The endocannabinoid transport inhibitor AM404 modulates nociception in cholestasis
- PMID: 19616063
- DOI: 10.1016/j.neulet.2009.07.026
The endocannabinoid transport inhibitor AM404 modulates nociception in cholestasis
Abstract
Cholestasis is associated with increased activity of the endogenous opioid system that results in analgesia. Endocannabinoid system can reduce pain sensitivity. Considering the interaction that has been shown between the endogenous opioid and endocannabinoid systems in nociception processing, we studied the effect of AM404, an endocannabinoid transport inhibitor, on modulation of nociception in cholestasis, a model of elevated endogenous opioid tone. Cholestasis was induced by ligation of the main bile duct using two ligatures and transection of the duct at the midpoint between them. A significant increase (P<0.01) in TF was observed in cholestatic rats compared to unoperated and sham rats.
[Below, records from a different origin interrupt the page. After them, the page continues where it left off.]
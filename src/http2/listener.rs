//! Frame decoding events.
//!
//! The decoder calls these synchronously, in wire order. Slices borrow the
//! caller's input and are only valid for the duration of the callback; a
//! listener that keeps bytes must copy them. A listener must not feed more
//! input to the decoder that is calling it.

use super::structures::*;
use crate::log::trace;

/// Receives decoding events for each frame.
///
/// Every method has a no-op default so implementors only handle what they
/// care about.
#[allow(unused_variables)]
pub trait FrameDecoderListener {
    /// Called once the common header is decoded, before the payload.
    /// Returning false abandons the frame: its payload is skipped and the
    /// decode step reports an error.
    fn on_frame_header(&mut self, header: &FrameHeader) -> bool {
        true
    }

    fn on_data_start(&mut self, header: &FrameHeader) {}
    /// A chunk of DATA payload, excluding padding. Never empty.
    fn on_data_payload(&mut self, data: &[u8]) {}
    fn on_data_end(&mut self) {}

    /// Start of a HEADERS frame. Priority fields (if any) and HPACK
    /// fragments follow.
    fn on_headers_start(&mut self, header: &FrameHeader) {}
    fn on_headers_priority(&mut self, priority: &PriorityFields) {}
    /// A chunk of an HPACK header block, from HEADERS, PUSH_PROMISE or
    /// CONTINUATION. Never empty.
    fn on_hpack_fragment(&mut self, data: &[u8]) {}
    fn on_headers_end(&mut self) {}

    fn on_priority_frame(&mut self, header: &FrameHeader, priority: &PriorityFields) {}

    fn on_continuation_start(&mut self, header: &FrameHeader) {}
    fn on_continuation_end(&mut self) {}

    /// The Pad Length field of a padded frame (the field itself excluded).
    fn on_pad_length(&mut self, pad_length: usize) {}
    /// Trailing padding bytes as they arrive.
    fn on_padding(&mut self, padding: &[u8]) {}

    fn on_rst_stream(&mut self, header: &FrameHeader, error_code: u32) {}

    fn on_settings_start(&mut self, header: &FrameHeader) {}
    fn on_setting(&mut self, setting: &SettingFields) {}
    fn on_settings_end(&mut self) {}
    fn on_settings_ack(&mut self, header: &FrameHeader) {}

    /// `total_padding_length` counts the Pad Length field itself, so it is
    /// zero for an unpadded frame and `1 + pad_length` otherwise.
    fn on_push_promise_start(
        &mut self,
        header: &FrameHeader,
        promise: &PushPromiseFields,
        total_padding_length: usize,
    ) {
    }
    fn on_push_promise_end(&mut self) {}

    fn on_ping(&mut self, header: &FrameHeader, ping: &PingFields) {}
    fn on_ping_ack(&mut self, header: &FrameHeader, ping: &PingFields) {}

    fn on_go_away_start(&mut self, header: &FrameHeader, goaway: &GoAwayFields) {}
    fn on_go_away_opaque_data(&mut self, data: &[u8]) {}
    fn on_go_away_end(&mut self) {}

    fn on_window_update(&mut self, header: &FrameHeader, increment: u32) {}

    fn on_alt_svc_start(&mut self, header: &FrameHeader, origin_length: usize, value_length: usize) {}
    fn on_alt_svc_origin_data(&mut self, data: &[u8]) {}
    fn on_alt_svc_value_data(&mut self, data: &[u8]) {}
    fn on_alt_svc_end(&mut self) {}

    /// Frames of a type without a payload decoder.
    fn on_unknown_start(&mut self, header: &FrameHeader) {}
    fn on_unknown_payload(&mut self, data: &[u8]) {}
    fn on_unknown_end(&mut self) {}

    /// The Pad Length field asks for `missing_length` more bytes than the
    /// payload has.
    fn on_padding_too_long(&mut self, header: &FrameHeader, missing_length: usize) {}

    /// The payload length is wrong for the frame type, or above the
    /// decoder's maximum.
    fn on_frame_size_error(&mut self, header: &FrameHeader) {}
}

/// Ignores every event.
#[derive(Debug, Default, Clone, Copy)]
pub struct NoOpListener;

impl FrameDecoderListener for NoOpListener {}

/// Traces each event, then forwards it to the wrapped listener.
#[derive(Debug, Default)]
pub struct LoggingListener<L> {
    inner: L,
}

impl<L: FrameDecoderListener> LoggingListener<L> {
    pub fn new(inner: L) -> Self {
        Self { inner }
    }

    pub fn get_ref(&self) -> &L {
        &self.inner
    }

    pub fn get_mut(&mut self) -> &mut L {
        &mut self.inner
    }

    pub fn into_inner(self) -> L {
        self.inner
    }
}

impl<L: FrameDecoderListener> FrameDecoderListener for LoggingListener<L> {
    fn on_frame_header(&mut self, header: &FrameHeader) -> bool {
        trace!("on_frame_header: {header}");
        self.inner.on_frame_header(header)
    }

    fn on_data_start(&mut self, header: &FrameHeader) {
        trace!("on_data_start: {header}");
        self.inner.on_data_start(header)
    }

    fn on_data_payload(&mut self, data: &[u8]) {
        trace!("on_data_payload: len={}", data.len());
        self.inner.on_data_payload(data)
    }

    fn on_data_end(&mut self) {
        trace!("on_data_end");
        self.inner.on_data_end()
    }

    fn on_headers_start(&mut self, header: &FrameHeader) {
        trace!("on_headers_start: {header}");
        self.inner.on_headers_start(header)
    }

    fn on_headers_priority(&mut self, priority: &PriorityFields) {
        trace!("on_headers_priority: {priority:?}");
        self.inner.on_headers_priority(priority)
    }

    fn on_hpack_fragment(&mut self, data: &[u8]) {
        trace!("on_hpack_fragment: len={}", data.len());
        self.inner.on_hpack_fragment(data)
    }

    fn on_headers_end(&mut self) {
        trace!("on_headers_end");
        self.inner.on_headers_end()
    }

    fn on_priority_frame(&mut self, header: &FrameHeader, priority: &PriorityFields) {
        trace!("on_priority_frame: {header}; {priority:?}");
        self.inner.on_priority_frame(header, priority)
    }

    fn on_continuation_start(&mut self, header: &FrameHeader) {
        trace!("on_continuation_start: {header}");
        self.inner.on_continuation_start(header)
    }

    fn on_continuation_end(&mut self) {
        trace!("on_continuation_end");
        self.inner.on_continuation_end()
    }

    fn on_pad_length(&mut self, pad_length: usize) {
        trace!("on_pad_length: {pad_length}");
        self.inner.on_pad_length(pad_length)
    }

    fn on_padding(&mut self, padding: &[u8]) {
        trace!("on_padding: len={}", padding.len());
        self.inner.on_padding(padding)
    }

    fn on_rst_stream(&mut self, header: &FrameHeader, error_code: u32) {
        trace!("on_rst_stream: {header}; code={error_code}");
        self.inner.on_rst_stream(header, error_code)
    }

    fn on_settings_start(&mut self, header: &FrameHeader) {
        trace!("on_settings_start: {header}");
        self.inner.on_settings_start(header)
    }

    fn on_setting(&mut self, setting: &SettingFields) {
        trace!("on_setting: {setting:?}");
        self.inner.on_setting(setting)
    }

    fn on_settings_end(&mut self) {
        trace!("on_settings_end");
        self.inner.on_settings_end()
    }

    fn on_settings_ack(&mut self, header: &FrameHeader) {
        trace!("on_settings_ack: {header}");
        self.inner.on_settings_ack(header)
    }

    fn on_push_promise_start(
        &mut self,
        header: &FrameHeader,
        promise: &PushPromiseFields,
        total_padding_length: usize,
    ) {
        trace!("on_push_promise_start: {header}; {promise:?}; total_padding_length={total_padding_length}");
        self.inner.on_push_promise_start(header, promise, total_padding_length)
    }

    fn on_push_promise_end(&mut self) {
        trace!("on_push_promise_end");
        self.inner.on_push_promise_end()
    }

    fn on_ping(&mut self, header: &FrameHeader, ping: &PingFields) {
        trace!("on_ping: {header}; {ping:?}");
        self.inner.on_ping(header, ping)
    }

    fn on_ping_ack(&mut self, header: &FrameHeader, ping: &PingFields) {
        trace!("on_ping_ack: {header}; {ping:?}");
        self.inner.on_ping_ack(header, ping)
    }

    fn on_go_away_start(&mut self, header: &FrameHeader, goaway: &GoAwayFields) {
        trace!("on_go_away_start: {header}; {goaway:?}");
        self.inner.on_go_away_start(header, goaway)
    }

    fn on_go_away_opaque_data(&mut self, data: &[u8]) {
        trace!("on_go_away_opaque_data: len={}", data.len());
        self.inner.on_go_away_opaque_data(data)
    }

    fn on_go_away_end(&mut self) {
        trace!("on_go_away_end");
        self.inner.on_go_away_end()
    }

    fn on_window_update(&mut self, header: &FrameHeader, increment: u32) {
        trace!("on_window_update: {header}; increment={increment}");
        self.inner.on_window_update(header, increment)
    }

    fn on_alt_svc_start(&mut self, header: &FrameHeader, origin_length: usize, value_length: usize) {
        trace!("on_alt_svc_start: {header}; origin_length={origin_length}; value_length={value_length}");
        self.inner.on_alt_svc_start(header, origin_length, value_length)
    }

    fn on_alt_svc_origin_data(&mut self, data: &[u8]) {
        trace!("on_alt_svc_origin_data: len={}", data.len());
        self.inner.on_alt_svc_origin_data(data)
    }

    fn on_alt_svc_value_data(&mut self, data: &[u8]) {
        trace!("on_alt_svc_value_data: len={}", data.len());
        self.inner.on_alt_svc_value_data(data)
    }

    fn on_alt_svc_end(&mut self) {
        trace!("on_alt_svc_end");
        self.inner.on_alt_svc_end()
    }

    fn on_unknown_start(&mut self, header: &FrameHeader) {
        trace!("on_unknown_start: {header}");
        self.inner.on_unknown_start(header)
    }

    fn on_unknown_payload(&mut self, data: &[u8]) {
        trace!("on_unknown_payload: len={}", data.len());
        self.inner.on_unknown_payload(data)
    }

    fn on_unknown_end(&mut self) {
        trace!("on_unknown_end");
        self.inner.on_unknown_end()
    }

    fn on_padding_too_long(&mut self, header: &FrameHeader, missing_length: usize) {
        trace!("on_padding_too_long: {header}; missing_length={missing_length}");
        self.inner.on_padding_too_long(header, missing_length)
    }

    fn on_frame_size_error(&mut self, header: &FrameHeader) {
        trace!("on_frame_size_error: {header}");
        self.inner.on_frame_size_error(header)
    }
}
AM404 (10 mg/kg, i.p.) significantly increased TFL at 5, 30 min but not 60 min after injection in cholestatic animals compared to the vehicle treated cholestatic group (P<0.05, P<0.001, respectively). AM404 injection to unoperated and sham rats did not alter baseline TFL. The effect of AM404 in cholestatic rats was blocked by co-administration of a CB(1) receptor antagonist, AM251 (1 mg/kg, i.p.) but not by the CB2 receptor antagonist, SR144528 (1 mg/kg, i.p.). Naloxone injection blocked the antinociception induced by cholestasis in bile duct ligated group. Antinociception produced by injection of AM404 in cholestatics was also attenuated by co-administration of naloxone. These data show that AM404 potentiates antinociception induced by cholestasis and indicate that there are possible interactions between opioid and cannabinoid systems in this experimental model of elevated endogenous opioid tone. The inhibitory effects of AM404 in this model are mediated by cannabinoid CB(1) and not CB(2) receptors.